O deputado Jorge Solla, por exemplo, disse que apesar do relator da proposta – deputado Samuel Moreira (PSDB-SP) – ter retirado algumas aberrações do texto do governo, como a Capitalização, o parecer ainda continua muito ruim. Ele afirmou ainda que a sustentabilidade da Previdência depende não da reforma, mas sim da retomada do crescimento.

“É claro que estamos em um ambiente de agravamento fiscal por conta da crise econômica, e isso atinge também a Previdência por causa dos 14 milhões de desempregados e mais de 30 milhões de subempregados que deixam de contribuir para o INSS”, afirmou.

Já o deputado Rubens Otoni também ressaltou que a melhor maneira de manter a Previdência é quando há crescimento econômico no País. Ele lembrou que durante o governo do ex-presidente Lula, havia geração de emprego e renda e não havia déficit na Previdência. “Essa reforma (do Bolsonaro) vai retirar da economia o dinheiro das aposentadorias e prejudicar a economia, porque esses recursos aquecem a economia de milhares de municípios em todo o País”, observou.

Capitalização

Já os deputados Leonardo Monteiro e João Daniel, concentraram as críticas no sistema de Capitalização. Segundo eles, apesar de não fazer parte do parecer é preciso ficar alerta para a tentativa do governo de tentar recolocar a proposta de Paulo Guedes no texto.

“Temos que manter a Previdência pública e solidária. O sistema de Capitalização é descontruir o que conquistamos ao longo da nossa história. Nada mais falso que tratar a Capitalização como ‘Nova Previdência’. Foi implementada durante a ditadura Pinochet, no Chile, portanto isso é velho, e ainda não deu certo”, destacou.

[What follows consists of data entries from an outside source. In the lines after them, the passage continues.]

//! HTTP transport seam.
//!
//! The session manager never talks to `reqwest` directly; it drives a
//! [`Transport`] so the refresh-and-retry logic can be exercised against a
//! scripted backend in tests.

use std::fmt;
use std::time::Duration;

use async_trait::async_trait;
use reqwest::{header, Client, Url};
use serde::{de::DeserializeOwned, Serialize};
use thiserror::Error;
use tracing::debug;

use super::ApiError;

/// HTTP method of an outbound call.
#[derive(Debug, Clone, Copy, PartialEq, Eq)]
pub enum Method {
    Get,
    Post,
    Put,
    Patch,
    Delete,
}

impl fmt::Display for Method {
    fn fmt(&self, f: &mut fmt::Formatter<'_>) -> fmt::Result {
        let name = match self {
            Method::Get => "GET",
            Method::Post => "POST",
            Method::Put => "PUT",
            Method::Patch => "PATCH",
            Method::Delete => "DELETE",
        };
        f.write_str(name)
    }
}

impl From<Method> for reqwest::Method {
    fn from(method: Method) -> Self {
        match method {
            Method::Get => reqwest::Method::GET,
            Method::Post => reqwest::Method::POST,
            Method::Put => reqwest::Method::PUT,
            Method::Patch => reqwest::Method::PATCH,
            Method::Delete => reqwest::Method::DELETE,
        }
    }
}

/// A single logical API call.
///
/// `retried` is the one-shot marker: it belongs to this request value only,
/// so a retry on one call never suppresses recovery for another.
#[derive(Clone, PartialEq)]
pub struct ApiRequest {
    pub method: Method,
    pub path: String,
    pub query: Vec<(String, String)>,
    pub body: Option<serde_json::Value>,
    bearer: Option<String>,
    retried: bool,
}

impl ApiRequest {
    pub fn new(method: Method, path: impl Into<String>) -> Self {
        Self {
            method,
            path: path.into(),
            query: Vec::new(),
            body: None,
            bearer: None,
            retried: false,
        }
    }

    pub fn get(path: impl Into<String>) -> Self {
        Self::new(Method::Get, path)
    }

    pub fn post(path: impl Into<String>) -> Self {
        Self::new(Method::Post, path)
    }

    pub fn put(path: impl Into<String>) -> Self {
        Self::new(Method::Put, path)
    }

    pub fn patch(path: impl Into<String>) -> Self {
        Self::new(Method::Patch, path)
    }

    pub fn delete(path: impl Into<String>) -> Self {
        Self::new(Method::Delete, path)
    }

    /// Append a query parameter.
    pub fn query(mut self, key: &str, value: impl ToString) -> Self {
        self.query.push((key.to_string(), value.to_string()));
        self
    }

    /// Attach a JSON body.
    pub fn json_value(mut self, body: serde_json::Value) -> Self {
        self.body = Some(body);
        self
    }

    /// Serialize and attach a JSON body.
    pub fn json<B: Serialize>(self, body: &B) -> Result<Self, ApiError> {
        let value = serde_json::to_value(body)
            .map_err(|e| ApiError::InvalidRequest(format!("Failed to encode body: {}", e)))?;
        Ok(self.json_value(value))
    }

    /// The bearer credential this request will be sent with, if any.
    pub fn bearer(&self) -> Option<&str> {
        self.bearer.as_deref()
    }

    pub(crate) fn set_bearer(&mut self, token: impl Into<String>) {
        self.bearer = Some(token.into());
    }

    /// Whether this request is already the post-refresh retry.
    pub fn is_retry(&self) -> bool {
        self.retried
    }

    pub(crate) fn into_retry(mut self, token: impl Into<String>) -> Self {
        self.retried = true;
        self.bearer = Some(token.into());
        self
    }
}

// Hide the bearer credential in Debug output
impl fmt::Debug for ApiRequest {
    fn fmt(&self, f: &mut fmt::Formatter<'_>) -> fmt::Result {
        f.debug_struct("ApiRequest")
            .field("method", &self.method)
            .field("path", &self.path)
            .field("query", &self.query)
            .field("authenticated", &self.bearer.is_some())
            .field("retried", &self.retried)
            .finish()
    }
}

/// Percent-encode one path segment, so `/`, `?` and `#` in ids or slugs
/// cannot change which endpoint is hit.
pub(crate) fn path_segment(raw: &str) -> Result<String, ApiError> {
    let mut url = Url::parse("http://segment/")
        .map_err(|e| ApiError::InvalidRequest(format!("Failed to encode path: {}", e)))?;
    url.path_segments_mut()
        .map_err(|_| ApiError::InvalidRequest("Failed to encode path".to_string()))?
        .clear()
        .push(raw);
    Ok(url.path().trim_start_matches('/').to_string())
}

/// Status code and raw body of a completed call.
#[derive(Debug, Clone, PartialEq, Eq)]
pub struct TransportResponse {
    pub status: u16,
    pub body: String,
}

impl TransportResponse {
    pub fn new(status: u16, body: impl Into<String>) -> Self {
        Self {
            status,
            body: body.into(),
        }
    }

    pub fn is_success(&self) -> bool {
        (200..300).contains(&self.status)
    }

    pub fn is_unauthorized(&self) -> bool {
        self.status == 401
    }

    /// Decode the body as JSON.
    pub fn json<T: DeserializeOwned>(&self) -> Result<T, ApiError> {
        serde_json::from_str(&self.body)
            .map_err(|e| ApiError::InvalidResponse(format!("Failed to parse response: {}", e)))
    }
}

/// The server could not be reached at all (DNS, connect, timeout, TLS).
#[derive(Error, Debug, Clone, PartialEq, Eq)]
#[error("{0}")]
pub struct TransportError(pub String);

impl From<TransportError> for ApiError {
    fn from(err: TransportError) -> Self {
        ApiError::NetworkUnreachable(err.0)
    }
}

/// Issues requests against the backend.
#[async_trait]
pub trait Transport: Send + Sync {
    async fn send(&self, request: &ApiRequest) -> Result<TransportResponse, TransportError>;
}

/// `reqwest`-backed transport.
/// Clone is cheap - reqwest::Client uses Arc internally for connection pooling.
#[derive(Clone)]
pub struct HttpTransport {
    client: Client,
    base_url: String,
}

impl HttpTransport {
    pub fn new(base_url: &str, timeout: Duration) -> Result<Self, ApiError> {
        let mut headers = header::HeaderMap::new();
        headers.insert(header::ACCEPT, header::HeaderValue::from_static("application/json"));

        let client = Client::builder()
            .timeout(timeout)
            .default_headers(headers)
            .build()
            .map_err(|e| ApiError::InvalidRequest(format!("Failed to build HTTP client: {}", e)))?;

        Ok(Self {
            client,
            base_url: base_url.trim_end_matches('/').to_string(),
        })
    }

    pub fn base_url(&self) -> &str {
        &self.base_url
    }

    fn url(&self, path: &str) -> String {
        if path.starts_with('/') {
            format!("{}{}", self.base_url, path)
        } else {
            format!("{}/{}", self.base_url, path)
        }
    }
}

#[async_trait]
impl Transport for HttpTransport {
    async fn send(&self, request: &ApiRequest) -> Result<TransportResponse, TransportError> {
        let url = self.url(&request.path);
        debug!(method = %request.method, url = %url, "Sending request");

        let mut builder = self.client.request(request.method.into(), &url);
        if !request.query.is_empty() {
            builder = builder.query(&request.query);
        }
        if let Some(ref token) = request.bearer {
            builder = builder.bearer_auth(token);
        }
        if let Some(ref body) = request.body {
            builder = builder.json(body);
        }

        let response = builder
            .send()
            .await
            .map_err(|e| TransportError(format!("{} {}: {}", request.method, url, e)))?;

        let status = response.status().as_u16();
        let body = response
            .text()
            .await
            .map_err(|e| TransportError(format!("Failed to read response body from {}: {}", url, e)))?;

        debug!(method = %request.method, url = %url, status, "Response received");
        Ok(TransportResponse { status, body })
    }
}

Sobre o mesmo tema, o deputado João Daniel lembrou que a atual proposta de Reforma da Previdência de Bolsonaro é ainda mais cruel do que a enviada ao Congresso no governo passado de Michel Temer. Ele condenou os retrocessos contidos na proposta, principalmente a “menina dos olhos” de Paulo Guedes, o regime de Capitalização.

“Essa é a única proposta do Paulo Guedes, e aquela que melhor representa o governo entreguista e mais neoliberal da história. Paulo Guedes agora critica essa comissão porque retirou esse ponto que beneficia os bancos e o sistema financeiro, que é a Capitalização, que foi implementada no Chile e colocou milhões de aposentados em situação de penúria”, acusou.

Mulheres e trabalhadores rurais

Ao também criticar as maldades contidas no relatório, a deputada Luizianne Lins enfatizou que o parecer, ainda que retire alguns pontos prejudiciais aos trabalhadores, continua cruel principalmente contra as mulheres. “Essa proposta prejudica principalmente as mulheres, que têm tripla jornada de trabalho, maior dificuldade de comprovar contribuição, empregos temporários e não formalizados. Para as mulheres essa reforma representa o fim da aposentadoria”, reclamou.

Apesar de observar que no relatório já não constar as mudanças na aposentadoria rural, o deputado Carlos Veras ressaltou que é preciso observar que o aumento do tempo de contribuição mínima de 20 anos prejudica os assalariados rurais que trabalham por safra.

“Temos que rever o tempo de contribuição mínima dos trabalhadores safristas, que trabalham em média 4 meses por ano, como os da cana-de-açúcar e da fruticultura. Se esses trabalhadores vão precisar de 240 contribuições mensais para se aposentar (20 anos), terão que trabalhar na prática 60 anos para conseguir se aposentar. Se começar aos 16 anos, por exemplo, somente se aposentarão aos 76 anos”, calculou.